◆申請件数132万件、目標をクリア(モデル対策)

 農水省は7月16日、戸別所得補償モデル対策の加入申請状況(6月末現、在速報値)をまとめ、公表した。

 申請件数の全国計は131万9,277件で、「米のモデル事業」と「水田利活用自給率向上事業」の申請を合わせた数字。対象とされている水稲共済加入者(21年度の約176万件)と比較した加入率は75%となり、農水省がベースとしいた共済加入者のうちの生産調整参加者、約120万件を上回った。

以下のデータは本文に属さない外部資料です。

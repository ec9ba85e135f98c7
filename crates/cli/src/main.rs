//! StorePilot CLI: the main entry point.
//!
//! Commands:
//! - `onboard`: Write default config and seed the knowledge base
//! - `chat`: Grounded customer-service reply
//! - `copy`: Platform marketing copy
//! - `forecast`: Short-horizon sales forecast
//! - `image`: Product photograph synthesis
//! - `kb`: Knowledge base management
//! - `facts`: Fact row import
//! - `doctor`: Diagnose setup and endpoint health

use chrono::NaiveDate;
use clap::{Parser, Subcommand};
use storepilot_core::intent::{AspectRatio, Lighting, Platform, SceneStyle, Strategy};

mod commands;

use commands::ProductArgs;
use commands::forecast::ForecastArgs;

#[derive(Parser)]
#[command(
    name = "storepilot",
    about = "StorePilot — grounded AI assistance for e-commerce operators",
    version,
    author
)]
struct Cli {
    #[command(subcommand)]
    command: Commands,

    /// Enable verbose logging
    #[arg(short, long, global = true)]
    verbose: bool,
}

#[derive(Subcommand)]
enum Commands {
    /// Initialize configuration and seed the knowledge base
    Onboard,

    /// Answer a customer question grounded in the knowledge base
    Chat {
        /// The customer's question, as asked
        question: String,

        #[command(flatten)]
        product: ProductArgs,
    },

    /// Generate marketing copy for a platform
    Copy {
        /// xiaohongshu, douyin, taobao, or jd
        #[arg(short, long)]
        platform: Platform,

        /// pain_point, scenario, promotion, or premium
        #[arg(short, long)]
        strategy: Strategy,

        #[command(flatten)]
        product: ProductArgs,

        /// Additional parameter, repeatable: --param audience=students
        #[arg(long = "param", value_parser = commands::parse_key_value)]
        params: Vec<(String, String)>,

        /// Print the result as JSON
        #[arg(long)]
        json: bool,
    },

    /// Forecast sales for a product from imported facts
    Forecast {
        /// Product identifier as it appears in the fact rows
        identifier: String,

        /// Model / spec string
        #[arg(long)]
        spec: Option<String>,

        /// Free-text external factors (promotions, holidays, weather)
        #[arg(long)]
        factors: Option<String>,

        /// Days to forecast (defaults to forecast.horizon_days)
        #[arg(long)]
        horizon: Option<u32>,

        /// First day of history, YYYY-MM-DD
        #[arg(long)]
        start: Option<NaiveDate>,

        /// Last day of history, YYYY-MM-DD (defaults to today)
        #[arg(long)]
        end: Option<NaiveDate>,

        #[command(flatten)]
        product: ProductArgs,

        /// Additional parameter, repeatable: --param channel=livestream
        #[arg(long = "param", value_parser = commands::parse_key_value)]
        params: Vec<(String, String)>,

        /// Print the result as JSON
        #[arg(long)]
        json: bool,
    },

    /// Synthesize a product photograph
    Image {
        /// studio, lifestyle, outdoor, or minimalist
        #[arg(long, default_value = "studio")]
        scene: SceneStyle,

        /// soft, natural, dramatic, or golden_hour
        #[arg(long, default_value = "soft")]
        lighting: Lighting,

        /// 1:1, 3:4, 4:3, 9:16, or 16:9
        #[arg(long, default_value = "1:1")]
        aspect_ratio: AspectRatio,

        /// Free-text detail overrides
        #[arg(long)]
        details: Option<String>,

        #[command(flatten)]
        product: ProductArgs,
    },

    /// Manage the knowledge base
    Kb {
        #[command(subcommand)]
        command: KbCommands,
    },

    /// Manage historical fact rows
    Facts {
        #[command(subcommand)]
        command: FactsCommands,
    },

    /// Diagnose setup and endpoint health
    Doctor,
}

#[derive(Subcommand)]
enum KbCommands {
    /// List all entries
    List,

    /// Add an entry
    Add {
        /// Trigger text matched against customer questions
        #[arg(short, long)]
        question: String,

        #[arg(short, long)]
        answer: String,

        #[arg(short, long)]
        category: Option<String>,
    },

    /// Replace fields of an existing entry
    Edit {
        id: String,

        #[arg(short, long)]
        question: Option<String>,

        #[arg(short, long)]
        answer: Option<String>,

        #[arg(short, long)]
        category: Option<String>,
    },

    /// Remove an entry
    Remove { id: String },
}

#[derive(Subcommand)]
enum FactsCommands {
    /// Append rows from a JSON array or JSON-lines file
    Import { path: String },
}

#[tokio::main]
async fn main() -> Result<(), Box<dyn std::error::Error>> {
    let cli = Cli::parse();

    // Initialize tracing
    let filter = if cli.verbose { "debug" } else { "warn" };
    tracing_subscriber::fmt()
        .with_env_filter(
            tracing_subscriber::EnvFilter::try_from_default_env()
                .unwrap_or_else(|_| tracing_subscriber::EnvFilter::new(filter)),
        )
        .with_target(false)
        .with_writer(std::io::stderr)
        .init();

    match cli.command {
        Commands::Onboard => commands::onboard::run().await?,
        Commands::Chat { question, product } => commands::chat::run(question, product).await?,
        Commands::Copy {
            platform,
            strategy,
            product,
            params,
            json,
        } => commands::copy::run(platform, strategy, product, params, json).await?,
        Commands::Forecast {
            identifier,
            spec,
            factors,
            horizon,
            start,
            end,
            product,
            params,
            json,
        } => {
            commands::forecast::run(ForecastArgs {
                identifier,
                spec,
                factors,
                horizon,
                start,
                end,
                product,
                params,
                json,
            })
            .await?
        }
        Commands::Image {
            scene,
            lighting,
            aspect_ratio,
            details,
            product,
        } => commands::image::run(scene, lighting, aspect_ratio, details, product).await?,
        Commands::Kb { command } => match command {
            KbCommands::List => commands::kb::list().await?,
            KbCommands::Add {
                question,
                answer,
                category,
            } => commands::kb::add(question, answer, category).await?,
            KbCommands::Edit {
                id,
                question,
                answer,
                category,
            } => commands::kb::edit(id, question, answer, category).await?,
            KbCommands::Remove { id } => commands::kb::remove(id).await?,
        },
        Commands::Facts { command } => match command {
            FactsCommands::Import { path } => commands::facts::import(path).await?,
        },
        Commands::Doctor => commands::doctor::run().await?,
    }

    Ok(())
}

 また、集荷円滑化対策の加入者数との比較でも157%となっており、単純に小規模農家も含めた申請件数だけをみれば、当面の目標をクリアした形。口蹄疫の影響で申請期限を延長している宮崎・鹿児島・大分・熊本の分も加わり、最終的な件数はさらに増える見込み。

 山田農水大臣も当日の会見で「心配していたが、目標を超えることができて良かった。集落営農も1件と数えているため、参加農家戸数としては150万戸くらいになると推測している。需給の見通しについてはまだ何とも言えないが、多少絞まるのではないか」と述べているように、今後の焦点は需給調整の実効性に移る。8月以降となる米のモデル事業と水田利活用事業それぞれの申請件数や、加入面積等の集計公表が注目される。